El periodismo de hoy, labor y participación en los medios de comunicación




EL PERIODISMO DE HOY, LABOR Y PARTICIPACIÓN EN LOS MEDIOS DE COMUNICACIÓN

Resumen
El presente artículo científico presenta un análisis analítico sobre la labor que ha venido ejerciendo el periodista a través de los años, incluyendo el gran avance tecnológico que afronta en la actualidad, así como los nuevos métodos y formas de contar y presentar la información, y por sobre todo como se ha desarrollado la participación de la ciudadanía, la cual no ejerce esta profesión pero la practica hoy en día en los medios de comunicación.
Palabras clave: Periodismo, géneros periodísticos, medios de comunicación.

Abstract
The present scientific article presents an analytical analysis of the work that the journalist has been exerting over the years, including the great technological advance that he is facing today, as well as the new methods and ways of telling and presenting the information, and above all as the participation of the citizenship has developed, which does not exercise this profession but practices it today in the media.
Key words: Journalism, journalistic genres, media.

Introducción
El periodismo es sin duda una especie de espejo donde se puede intentar entender lo que le pasa al ser humano en cualquier parte del mundo, una manera de saber qué ocurre en lugares lejanos que no es posible visitar, en las ciudades que ni siquiera sabemos que existen.

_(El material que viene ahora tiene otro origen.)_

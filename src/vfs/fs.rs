//! The filesystem root.
//!
//! `RemoteFs` owns the backend, the mount options, the root directory and
//! the inode/handle tables. Its methods speak inode and handle numbers, the
//! shape the kernel adapter needs, and carry all of the filesystem logic.

use std::sync::Arc;
use std::time::{Duration, SystemTime};

use bytes::Bytes;

use crate::cadapter::{ObjectBackend, join_remote};
use crate::vfs::dir::DirNode;
use crate::vfs::error::{FsError, FsResult};
use crate::vfs::file::{FileNode, OpenMode};
use crate::vfs::inode::{Handle, HandleTable, InodeTable, Node, ROOT_INO};
use crate::vfs::{Entry, NodeAttr, NodeKind, VfsOptions};

pub struct RemoteFs {
    backend: Arc<dyn ObjectBackend>,
    root: Arc<DirNode>,
    inodes: InodeTable,
    handles: HandleTable,
    attr_ttl: Duration,
    mounted_at: SystemTime,
}

/// One row of a directory listing.
#[derive(Clone, Debug, PartialEq, Eq)]
pub struct DirRow {
    pub ino: u64,
    pub name: String,
    pub kind: NodeKind,
}

impl RemoteFs {
    pub fn new(backend: Arc<dyn ObjectBackend>, options: VfsOptions) -> Self {
        let root = DirNode::new(backend.clone(), Arc::new(options), "");
        Self {
            backend,
            inodes: InodeTable::new(root.clone()),
            root,
            handles: HandleTable::default(),
            attr_ttl: Duration::from_secs(1),
            mounted_at: SystemTime::now(),
        }
    }

    pub fn with_attr_ttl(mut self, ttl: Duration) -> Self {
        self.attr_ttl = ttl;
        self
    }

    pub fn root(&self) -> Arc<DirNode> {
        self.root.clone()
    }

    pub fn backend(&self) -> &Arc<dyn ObjectBackend> {
        &self.backend
    }

    pub fn attr_ttl(&self) -> Duration {
        self.attr_ttl
    }

    /// Time reported for nodes without a modification time.
    pub fn mounted_at(&self) -> SystemTime {
        self.mounted_at
    }

    pub fn inodes(&self) -> &InodeTable {
        &self.inodes
    }

    pub fn handles(&self) -> &HandleTable {
        &self.handles
    }

    pub fn node(&self, ino: u64) -> FsResult<Node> {
        self.inodes
            .get(ino)
            .ok_or_else(|| FsError::NotFound(format!("inode {ino}")))
    }

    pub fn dir(&self, ino: u64) -> FsResult<Arc<DirNode>> {
        match self.node(ino)? {
            Node::Dir(d) => Ok(d),
            Node::File(f) => Err(FsError::NotADirectory(f.remote())),
        }
    }

    fn file(&self, ino: u64) -> FsResult<Arc<FileNode>> {
        match self.node(ino)? {
            Node::File(f) => Ok(f),
            Node::Dir(d) => Err(FsError::IsADirectory(d.path().to_string())),
        }
    }

    pub fn getattr(&self, ino: u64) -> FsResult<NodeAttr> {
        Ok(self.node(ino)?.attr())
    }

    /// Resolve `name` in directory `parent`, taking one kernel lookup on
    /// the returned inode.
    pub async fn lookup(&self, parent: u64, name: &str) -> FsResult<(u64, Node)> {
        let dir = self.dir(parent)?;
        let entry = dir.lookup(name).await?;
        let path = join_remote(dir.path(), name);
        Ok(self
            .inodes
            .remember(&path, entry.kind(), || dir.child_node(name, &entry)))
    }

    pub async fn readdir(&self, ino: u64) -> FsResult<Vec<DirRow>> {
        let dir = self.dir(ino)?;
        let mut rows: Vec<DirRow> = dir
            .read_dir_all()
            .await?
            .into_iter()
            .map(|(name, kind)| DirRow {
                ino: self.inodes.listed(ino, &join_remote(dir.path(), &name)),
                name,
                kind,
            })
            .collect();
        rows.sort_by(|a, b| a.name.cmp(&b.name));
        Ok(rows)
    }

    pub async fn mkdir(&self, parent: u64, name: &str) -> FsResult<(u64, Node)> {
        let dir = self.dir(parent)?;
        let child = dir.mkdir(name).await?;
        let ino = self.inodes.insert(child.path(), Node::Dir(child.clone()));
        Ok((ino, Node::Dir(child)))
    }

    /// Create a file and open it for writing. Returns inode, node and handle.
    pub async fn create(&self, parent: u64, name: &str) -> FsResult<(u64, Node, u64)> {
        let dir = self.dir(parent)?;
        if let Ok(Entry::Dir(path)) = dir.lookup(name).await {
            return Err(FsError::IsADirectory(path));
        }
        let (file, handle) = dir.create(name)?;
        let ino = self.inodes.insert(&file.remote(), Node::File(file.clone()));
        let fh = self.handles.insert(Handle::Write(handle));
        Ok((ino, Node::File(file), fh))
    }

    pub async fn open(&self, ino: u64, mode: OpenMode) -> FsResult<u64> {
        let file = self.file(ino)?;
        let handle = file.open(mode).await?;
        Ok(self.handles.insert(handle))
    }

    pub async fn read(&self, fh: u64, size: usize) -> FsResult<Bytes> {
        self.handles.get(fh)?.read(size).await
    }

    pub async fn write(&self, fh: u64, data: &[u8]) -> FsResult<usize> {
        self.handles.get(fh)?.write(data).await
    }

    pub async fn release(&self, fh: u64) -> FsResult<()> {
        self.handles.remove(fh)?.release().await
    }

    /// Remove a file.
    pub async fn unlink(&self, parent: u64, name: &str) -> FsResult<()> {
        let dir = self.dir(parent)?;
        if let Entry::Dir(path) = dir.lookup(name).await? {
            return Err(FsError::IsADirectory(path));
        }
        dir.remove(name).await?;
        self.inodes.unlink(&join_remote(dir.path(), name));
        Ok(())
    }

    /// Remove an empty directory.
    pub async fn rmdir(&self, parent: u64, name: &str) -> FsResult<()> {
        let dir = self.dir(parent)?;
        if let Entry::File(object) = dir.lookup(name).await? {
            return Err(FsError::NotADirectory(object.remote().to_string()));
        }
        dir.remove(name).await?;
        self.inodes.unlink(&join_remote(dir.path(), name));
        Ok(())
    }

    pub fn forget(&self, ino: u64, nlookup: u64) {
        self.inodes.forget(ino, nlookup);
    }

    /// Release every handle still open, e.g. at unmount. Pending writes are
    /// committed where the backend allows it.
    pub async fn release_all(&self) {
        for (fh, handle) in self.handles.drain() {
            if let Err(e) = handle.release().await {
                tracing::warn!(fh, "release at shutdown failed: {e}");
            }
        }
    }

    /// Inode of the root directory.
    pub const ROOT: u64 = ROOT_INO;
}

Es en conclusión la forma más práctica de conocer el mundo y lo que sucede con él. Por este motivo debemos entender cuál es la labor de cada persona que ejerce esta profesión, y como se ha venido transformado con los nuevos avances tecnológicos a lo largo de los años.

Método de análisis:
En este artículo se ha utilizado el método analítico, el cual es aquel método de investigación que consiste en la desmembración de un todo, descomponiéndolo en sus partes o elementos para observar las causas, la naturaleza y los efectos. Y gracias a este método analizaremos la inminente evolución de la profesión más veterana relacionada con la comunicación: el periodismo, trae consigo crisis económicas, tecnológicas y de credibilidad, las cuales acechan la labor de aquellos profesionales formados para servir de intermediación entre la sociedad y “la realidad”. 

Resultados
La pregunta es ¿Cómo formar periodistas capaces de mostrar la verdad a través de los diferentes tipos de comunicación? Y ¿Existe un periodismo que permita a la ciudadanía acceder a estos medios? Responderemos la primera pregunta con lo siguiente: El caso Watergate. En el artículo “El oficio de periodista” de Juan Luis Cebrián, explica lo que sería el comienzo de un abierto enfrentamiento entre el poder político y un medio de comunicación. Además indica que “Watergate es símbolo de la independencia de la prensa frente al poder político y recordatorio del papel que a los diarios compete en una democracia, en tanto que debeladores de corrupciones y manejos sucios. A partir de entonces se acuñó la idea del periodismo como un contrapoder”.
Katherine Graham, considerada en 1974 como “la mujer más poderosa del mundo” por la revista Ms.Magazine y ganadora del Premio Pulitzer con su autobiografía titulada “Personal History” en 1998, nos aclara en una de sus tantas declaraciones que “un diario es una empresa mercantil, y como tal se debe a sus clientes, pero es también un órgano de opinión pública, por lo que su obligación es servir, antes que nada, a los ciudadanos”. El periodismo de hoy, sigue teniendo unos principios básicos que le identifican como profesión. Apartarse de ellos es desertar de la propia condición de periodistas. La primera obligación del periodismo es la verdad, además de primar su lealtad hacia los ciudadanos. Verificar y ser independientes de los hechos y personas sobre las que informan es esencial. Ser independiente del poder, otorgando tribuna a las críticas públicas y al compromiso. Y por último, esforzarse en hacer de lo importante algo interesante y oportuno, siguiendo las noticias de forma exhaustiva y proporcionada, ejerciendo lo que le dicta su conciencia.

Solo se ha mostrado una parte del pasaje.